HLA-A*02 subtype distribution in Caucasians from northern Italy: identification of A*0220.

Abstract

This study describes a comprehensive easy to perform PCR-SSOP typing approach suitable for complete genomic subtyping of HLA-A*02. A single 1.6 kb PCR-amplificate spanning exons 2, 3 and 4 of the HLA-A*02 gene was used for hybridization with a panel of twenty-four SSOPs. This allowed unequivocal assignment of all so far known HLA-A2 subtypes, including A*0209 and A*0215N which differ for nucleotide substitutions in exon 4, without the need for two separate amplifications.

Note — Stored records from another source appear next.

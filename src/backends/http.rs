use async_trait::async_trait;
use reqwest::{Client, Url};
use tokio::io::AsyncWriteExt;

use crate::services::backend::{BackendError, StageBackend, StageContext, StageOutput};

const FALLBACK_FILE_NAME: &str = "download";

/// Streams an `http(s)://` source into the job's work directory.
pub struct HttpDownloader {
    http: Client,
}

impl HttpDownloader {
    pub fn new() -> Result<Self, BackendError> {
        let http = Client::builder()
            .user_agent(concat!("mirror-pipeline/", env!("CARGO_PKG_VERSION")))
            .build()?;
        Ok(Self { http })
    }
}

/// Last non-empty path segment of the URL, or a fixed fallback.
fn file_name_for(url: &Url) -> String {
    url.path_segments()
        .and_then(|mut segments| segments.rfind(|s| !s.is_empty()))
        .filter(|name| *name != "." && *name != "..")
        .map(str::to_string)
        .unwrap_or_else(|| FALLBACK_FILE_NAME.to_string())
}

#[async_trait]
impl StageBackend for HttpDownloader {
    fn name(&self) -> &'static str {
        "http"
    }

    async fn run(&self, ctx: &StageContext) -> Result<StageOutput, BackendError> {
        let job = &ctx.job;
        let url = Url::parse(&job.source)
            .map_err(|e| BackendError::Unsupported(format!("{}: {e}", job.source)))?;
        if !matches!(url.scheme(), "http" | "https") {
            return Err(BackendError::Unsupported(format!(
                "scheme '{}' is not handled by the http downloader",
                url.scheme()
            )));
        }

        let path = job.work_dir.join(file_name_for(&url));
        tracing::debug!(job_id = %job.id, url = %url, path = %path.display(), "Downloading");

        let mut response = self.http.get(url).send().await?.error_for_status()?;
        let mut file = tokio::fs::File::create(&path).await?;
        let mut written: u64 = 0;
        while let Some(chunk) = response.chunk().await? {
            file.write_all(&chunk).await?;
            written += chunk.len() as u64;
        }
        file.flush().await?;

        tracing::info!(job_id = %job.id, bytes = written, "Download finished");
        Ok(StageOutput::at(path.display().to_string()))
    }
}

Using this approach, HLA-A*02 subtype distribution was analyzed in 218 samples from unrelated, healthy individuals from northern Italy enrolled in the Italian Bone Marrow Registry and typed as HLA-A2 by serology or generic molecular analysis. As expected, A*0201 was found in the majority (92.6%) of samples. However, a significant number (6.8%) of individuals carried A*0205. Furthermore, A*0202, A*0208, A*0209 and A*0217, so far not described in Caucasians, were detected in a low number of samples (frequency ranging from 0.45% to 1.8%). Finally, a novel HLA-A*02 subtype, A*0220, was detected in 0.9% of the samples. As confirmed by DNA sequencing of exons 2 and 3, this allele is identical to A*0201 except for a single nucleotide substitution in codon 66 which changes the predicted amino acid sequence form Lys to Asn. The findings of this study have implications for the selection of HLA-A*02+ donors in unrelated bone marrow transplantation and of patients for specific immuno-therapy with HLA-A*02 restricted peptide vaccines.